§ **WHAT YOU WILL DO**: All lines in the records below with the word "exiting" must be returned.

(Saved data entries)
....

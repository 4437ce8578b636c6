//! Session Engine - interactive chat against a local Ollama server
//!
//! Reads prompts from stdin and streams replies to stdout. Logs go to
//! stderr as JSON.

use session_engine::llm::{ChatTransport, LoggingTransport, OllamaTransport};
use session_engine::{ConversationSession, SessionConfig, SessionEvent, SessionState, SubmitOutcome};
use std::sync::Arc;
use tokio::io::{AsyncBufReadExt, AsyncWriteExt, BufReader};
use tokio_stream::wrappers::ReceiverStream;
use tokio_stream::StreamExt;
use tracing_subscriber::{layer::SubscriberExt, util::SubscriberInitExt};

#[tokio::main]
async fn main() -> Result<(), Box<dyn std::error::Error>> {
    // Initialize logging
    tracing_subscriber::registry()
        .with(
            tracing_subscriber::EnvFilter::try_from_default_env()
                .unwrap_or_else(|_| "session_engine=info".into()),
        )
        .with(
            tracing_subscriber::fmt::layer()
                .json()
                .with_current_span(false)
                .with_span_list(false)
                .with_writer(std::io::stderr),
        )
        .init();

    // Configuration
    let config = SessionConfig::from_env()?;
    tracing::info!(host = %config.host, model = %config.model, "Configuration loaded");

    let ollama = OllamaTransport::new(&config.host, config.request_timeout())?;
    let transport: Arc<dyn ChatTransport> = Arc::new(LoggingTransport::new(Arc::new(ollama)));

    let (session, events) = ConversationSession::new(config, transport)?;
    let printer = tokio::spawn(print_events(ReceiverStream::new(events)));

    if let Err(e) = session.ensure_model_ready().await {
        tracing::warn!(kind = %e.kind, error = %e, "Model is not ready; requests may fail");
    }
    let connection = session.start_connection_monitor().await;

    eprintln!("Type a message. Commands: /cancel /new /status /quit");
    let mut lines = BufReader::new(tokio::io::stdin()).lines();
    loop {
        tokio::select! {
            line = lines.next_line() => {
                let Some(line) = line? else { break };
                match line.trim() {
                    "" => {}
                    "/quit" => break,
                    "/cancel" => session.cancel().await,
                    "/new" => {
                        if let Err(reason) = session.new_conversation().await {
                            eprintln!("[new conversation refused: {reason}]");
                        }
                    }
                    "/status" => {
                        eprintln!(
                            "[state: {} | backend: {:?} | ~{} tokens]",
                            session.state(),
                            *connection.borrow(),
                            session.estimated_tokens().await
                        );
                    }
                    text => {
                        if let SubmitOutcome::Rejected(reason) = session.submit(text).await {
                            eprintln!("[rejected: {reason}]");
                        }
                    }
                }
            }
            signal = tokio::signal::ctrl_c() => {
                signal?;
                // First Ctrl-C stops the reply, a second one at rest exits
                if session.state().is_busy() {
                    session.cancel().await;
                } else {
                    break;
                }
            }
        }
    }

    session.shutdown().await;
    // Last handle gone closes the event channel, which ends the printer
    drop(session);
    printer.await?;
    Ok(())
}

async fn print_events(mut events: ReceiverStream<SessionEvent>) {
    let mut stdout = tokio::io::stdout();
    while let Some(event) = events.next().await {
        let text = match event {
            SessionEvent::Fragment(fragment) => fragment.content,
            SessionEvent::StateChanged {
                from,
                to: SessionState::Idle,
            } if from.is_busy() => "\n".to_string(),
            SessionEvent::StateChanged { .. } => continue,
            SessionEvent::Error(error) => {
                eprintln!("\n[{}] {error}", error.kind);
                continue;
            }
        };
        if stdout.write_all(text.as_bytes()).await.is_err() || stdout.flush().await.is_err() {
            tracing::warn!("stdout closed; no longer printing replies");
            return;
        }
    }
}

....

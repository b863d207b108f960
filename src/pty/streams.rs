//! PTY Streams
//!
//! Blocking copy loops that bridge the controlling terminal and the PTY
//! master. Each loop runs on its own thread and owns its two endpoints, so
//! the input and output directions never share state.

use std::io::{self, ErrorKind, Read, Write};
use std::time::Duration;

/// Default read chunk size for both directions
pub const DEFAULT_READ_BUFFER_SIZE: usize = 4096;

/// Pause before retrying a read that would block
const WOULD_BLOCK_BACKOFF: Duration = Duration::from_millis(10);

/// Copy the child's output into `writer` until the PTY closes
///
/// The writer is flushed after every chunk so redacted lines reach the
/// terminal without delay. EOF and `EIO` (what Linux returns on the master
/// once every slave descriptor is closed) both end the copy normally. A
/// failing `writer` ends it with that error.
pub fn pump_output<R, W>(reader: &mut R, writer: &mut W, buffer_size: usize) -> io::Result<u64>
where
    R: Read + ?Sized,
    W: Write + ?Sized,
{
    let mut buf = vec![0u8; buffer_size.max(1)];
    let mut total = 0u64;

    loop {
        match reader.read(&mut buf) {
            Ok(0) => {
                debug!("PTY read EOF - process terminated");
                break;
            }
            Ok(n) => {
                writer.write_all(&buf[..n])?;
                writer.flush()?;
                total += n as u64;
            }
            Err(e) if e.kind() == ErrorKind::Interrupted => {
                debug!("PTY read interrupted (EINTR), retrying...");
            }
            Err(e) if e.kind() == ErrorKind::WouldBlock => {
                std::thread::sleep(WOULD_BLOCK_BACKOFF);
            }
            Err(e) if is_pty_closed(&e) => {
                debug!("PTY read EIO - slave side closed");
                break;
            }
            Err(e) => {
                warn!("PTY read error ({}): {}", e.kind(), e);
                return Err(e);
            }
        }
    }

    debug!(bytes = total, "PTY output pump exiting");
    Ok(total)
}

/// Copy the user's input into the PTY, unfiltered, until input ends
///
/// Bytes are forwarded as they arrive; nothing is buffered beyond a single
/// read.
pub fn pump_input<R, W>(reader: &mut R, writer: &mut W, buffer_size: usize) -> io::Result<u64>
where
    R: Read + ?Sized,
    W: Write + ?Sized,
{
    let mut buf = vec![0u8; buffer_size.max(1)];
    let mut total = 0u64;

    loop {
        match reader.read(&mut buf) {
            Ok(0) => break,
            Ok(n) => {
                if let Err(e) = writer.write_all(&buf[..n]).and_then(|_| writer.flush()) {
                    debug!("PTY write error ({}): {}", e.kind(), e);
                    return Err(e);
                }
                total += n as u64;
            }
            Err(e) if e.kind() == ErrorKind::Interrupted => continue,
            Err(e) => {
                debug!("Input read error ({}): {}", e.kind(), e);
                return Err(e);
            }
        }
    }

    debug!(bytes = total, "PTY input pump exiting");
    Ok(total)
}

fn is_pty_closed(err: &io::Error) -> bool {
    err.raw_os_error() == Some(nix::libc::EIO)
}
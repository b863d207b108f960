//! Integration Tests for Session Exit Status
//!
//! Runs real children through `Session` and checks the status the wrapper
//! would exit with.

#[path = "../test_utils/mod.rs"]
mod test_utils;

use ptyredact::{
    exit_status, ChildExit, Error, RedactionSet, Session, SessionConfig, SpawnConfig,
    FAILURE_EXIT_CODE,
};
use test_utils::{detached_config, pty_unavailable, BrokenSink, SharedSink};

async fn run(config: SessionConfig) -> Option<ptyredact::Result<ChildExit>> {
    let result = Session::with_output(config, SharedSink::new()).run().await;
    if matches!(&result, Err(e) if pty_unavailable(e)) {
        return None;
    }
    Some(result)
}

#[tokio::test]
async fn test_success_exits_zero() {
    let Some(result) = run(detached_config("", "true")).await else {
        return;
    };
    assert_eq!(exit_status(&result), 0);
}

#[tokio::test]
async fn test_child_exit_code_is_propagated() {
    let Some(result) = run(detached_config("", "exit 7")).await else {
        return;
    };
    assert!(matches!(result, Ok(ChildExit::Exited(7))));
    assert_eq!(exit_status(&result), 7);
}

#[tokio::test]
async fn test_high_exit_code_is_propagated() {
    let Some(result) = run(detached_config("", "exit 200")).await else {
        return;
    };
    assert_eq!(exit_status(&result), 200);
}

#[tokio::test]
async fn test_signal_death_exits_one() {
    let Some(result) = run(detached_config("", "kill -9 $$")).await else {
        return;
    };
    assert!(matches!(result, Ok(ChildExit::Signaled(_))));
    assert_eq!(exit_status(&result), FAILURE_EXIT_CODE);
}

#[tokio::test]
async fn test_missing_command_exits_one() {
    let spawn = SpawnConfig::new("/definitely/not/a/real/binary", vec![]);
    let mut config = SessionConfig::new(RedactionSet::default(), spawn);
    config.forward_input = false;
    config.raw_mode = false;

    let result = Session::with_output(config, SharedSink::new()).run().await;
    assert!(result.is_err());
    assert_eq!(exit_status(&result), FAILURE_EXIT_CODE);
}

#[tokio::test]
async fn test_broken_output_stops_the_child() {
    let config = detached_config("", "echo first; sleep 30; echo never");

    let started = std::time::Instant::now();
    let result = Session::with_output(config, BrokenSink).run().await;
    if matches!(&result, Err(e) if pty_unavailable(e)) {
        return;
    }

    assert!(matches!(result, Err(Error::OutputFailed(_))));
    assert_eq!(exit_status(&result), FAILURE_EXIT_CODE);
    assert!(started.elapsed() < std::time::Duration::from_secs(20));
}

....

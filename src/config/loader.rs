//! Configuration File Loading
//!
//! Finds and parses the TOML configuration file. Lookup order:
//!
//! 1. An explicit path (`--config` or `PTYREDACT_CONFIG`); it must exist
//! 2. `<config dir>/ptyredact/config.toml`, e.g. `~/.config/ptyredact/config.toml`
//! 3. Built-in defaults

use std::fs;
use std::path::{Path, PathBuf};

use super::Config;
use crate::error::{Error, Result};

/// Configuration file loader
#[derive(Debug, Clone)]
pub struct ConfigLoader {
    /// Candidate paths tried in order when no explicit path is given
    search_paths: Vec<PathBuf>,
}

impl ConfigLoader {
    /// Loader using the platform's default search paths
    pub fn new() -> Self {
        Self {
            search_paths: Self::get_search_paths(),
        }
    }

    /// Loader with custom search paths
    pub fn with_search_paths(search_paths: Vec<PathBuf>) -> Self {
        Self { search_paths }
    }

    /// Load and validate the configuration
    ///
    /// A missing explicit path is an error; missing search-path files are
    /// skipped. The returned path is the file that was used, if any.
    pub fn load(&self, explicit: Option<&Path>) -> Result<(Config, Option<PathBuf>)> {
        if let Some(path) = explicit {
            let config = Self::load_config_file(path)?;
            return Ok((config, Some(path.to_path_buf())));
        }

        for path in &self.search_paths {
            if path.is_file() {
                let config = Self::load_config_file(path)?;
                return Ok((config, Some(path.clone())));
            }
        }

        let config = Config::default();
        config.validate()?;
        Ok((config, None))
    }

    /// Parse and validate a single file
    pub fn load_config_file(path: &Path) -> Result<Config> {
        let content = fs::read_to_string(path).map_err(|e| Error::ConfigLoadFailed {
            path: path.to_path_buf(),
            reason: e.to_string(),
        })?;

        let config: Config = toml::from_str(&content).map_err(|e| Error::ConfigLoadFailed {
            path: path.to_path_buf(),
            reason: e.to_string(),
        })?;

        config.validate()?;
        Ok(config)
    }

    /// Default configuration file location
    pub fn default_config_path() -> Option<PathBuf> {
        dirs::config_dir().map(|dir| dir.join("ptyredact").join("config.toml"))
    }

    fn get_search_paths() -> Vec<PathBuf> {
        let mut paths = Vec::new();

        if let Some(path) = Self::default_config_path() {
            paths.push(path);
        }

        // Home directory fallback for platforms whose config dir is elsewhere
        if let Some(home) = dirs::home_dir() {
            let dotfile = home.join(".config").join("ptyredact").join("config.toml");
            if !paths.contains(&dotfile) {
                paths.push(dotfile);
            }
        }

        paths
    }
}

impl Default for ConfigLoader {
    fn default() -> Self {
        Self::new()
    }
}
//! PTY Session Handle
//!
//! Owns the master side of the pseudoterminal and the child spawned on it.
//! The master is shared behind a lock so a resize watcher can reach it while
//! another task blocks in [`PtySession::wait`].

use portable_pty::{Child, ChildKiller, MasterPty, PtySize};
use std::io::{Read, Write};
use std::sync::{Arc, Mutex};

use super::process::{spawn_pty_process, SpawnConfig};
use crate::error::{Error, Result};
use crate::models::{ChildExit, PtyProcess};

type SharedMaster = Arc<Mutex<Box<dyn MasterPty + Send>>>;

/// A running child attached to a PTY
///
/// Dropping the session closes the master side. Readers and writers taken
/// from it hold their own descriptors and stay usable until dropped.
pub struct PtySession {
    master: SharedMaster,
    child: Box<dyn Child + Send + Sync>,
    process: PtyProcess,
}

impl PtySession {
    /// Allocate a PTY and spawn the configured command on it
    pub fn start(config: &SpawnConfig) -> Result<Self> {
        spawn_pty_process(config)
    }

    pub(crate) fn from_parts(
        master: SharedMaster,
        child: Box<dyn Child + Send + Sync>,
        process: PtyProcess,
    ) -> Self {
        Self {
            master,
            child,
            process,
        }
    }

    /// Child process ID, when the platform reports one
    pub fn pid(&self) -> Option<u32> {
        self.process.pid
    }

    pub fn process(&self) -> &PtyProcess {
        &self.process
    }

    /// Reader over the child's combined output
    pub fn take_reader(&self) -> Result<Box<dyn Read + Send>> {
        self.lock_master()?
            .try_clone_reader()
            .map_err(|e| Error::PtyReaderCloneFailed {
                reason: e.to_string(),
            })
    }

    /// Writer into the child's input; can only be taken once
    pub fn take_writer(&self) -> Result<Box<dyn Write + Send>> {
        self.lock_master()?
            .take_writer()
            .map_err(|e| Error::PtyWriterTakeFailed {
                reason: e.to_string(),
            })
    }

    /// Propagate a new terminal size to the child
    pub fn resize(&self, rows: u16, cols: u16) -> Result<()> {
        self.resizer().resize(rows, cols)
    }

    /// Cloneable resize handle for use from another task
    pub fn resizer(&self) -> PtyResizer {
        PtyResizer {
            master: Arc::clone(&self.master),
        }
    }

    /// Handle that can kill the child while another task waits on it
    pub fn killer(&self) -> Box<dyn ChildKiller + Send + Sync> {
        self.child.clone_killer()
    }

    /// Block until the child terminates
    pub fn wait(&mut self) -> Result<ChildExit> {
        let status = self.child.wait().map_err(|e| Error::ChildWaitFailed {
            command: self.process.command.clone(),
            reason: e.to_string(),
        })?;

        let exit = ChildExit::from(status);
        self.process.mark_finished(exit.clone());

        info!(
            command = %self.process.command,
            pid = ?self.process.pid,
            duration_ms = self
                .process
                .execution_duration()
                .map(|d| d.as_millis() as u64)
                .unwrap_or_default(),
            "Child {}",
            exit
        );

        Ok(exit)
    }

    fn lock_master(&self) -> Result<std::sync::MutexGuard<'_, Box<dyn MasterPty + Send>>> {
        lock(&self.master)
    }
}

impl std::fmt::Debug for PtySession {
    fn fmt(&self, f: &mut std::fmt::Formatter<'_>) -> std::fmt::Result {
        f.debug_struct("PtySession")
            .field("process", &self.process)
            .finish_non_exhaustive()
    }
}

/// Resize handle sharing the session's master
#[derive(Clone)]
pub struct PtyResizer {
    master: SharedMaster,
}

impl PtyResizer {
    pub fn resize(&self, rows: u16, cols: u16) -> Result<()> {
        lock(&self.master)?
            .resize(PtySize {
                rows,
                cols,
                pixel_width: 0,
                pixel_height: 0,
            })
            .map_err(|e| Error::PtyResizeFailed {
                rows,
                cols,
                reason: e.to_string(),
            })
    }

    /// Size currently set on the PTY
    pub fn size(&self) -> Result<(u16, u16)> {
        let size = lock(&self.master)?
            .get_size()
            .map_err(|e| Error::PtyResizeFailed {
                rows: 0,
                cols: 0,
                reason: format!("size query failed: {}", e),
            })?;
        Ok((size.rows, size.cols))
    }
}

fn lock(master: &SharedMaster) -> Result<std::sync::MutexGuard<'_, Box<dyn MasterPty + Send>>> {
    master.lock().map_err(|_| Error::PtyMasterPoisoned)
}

....

§ **WRITTEN RESPONSE**:
    debug!(bytes = total, "PTY output pump exiting");
    debug!(bytes = total, "PTY input pump exiting");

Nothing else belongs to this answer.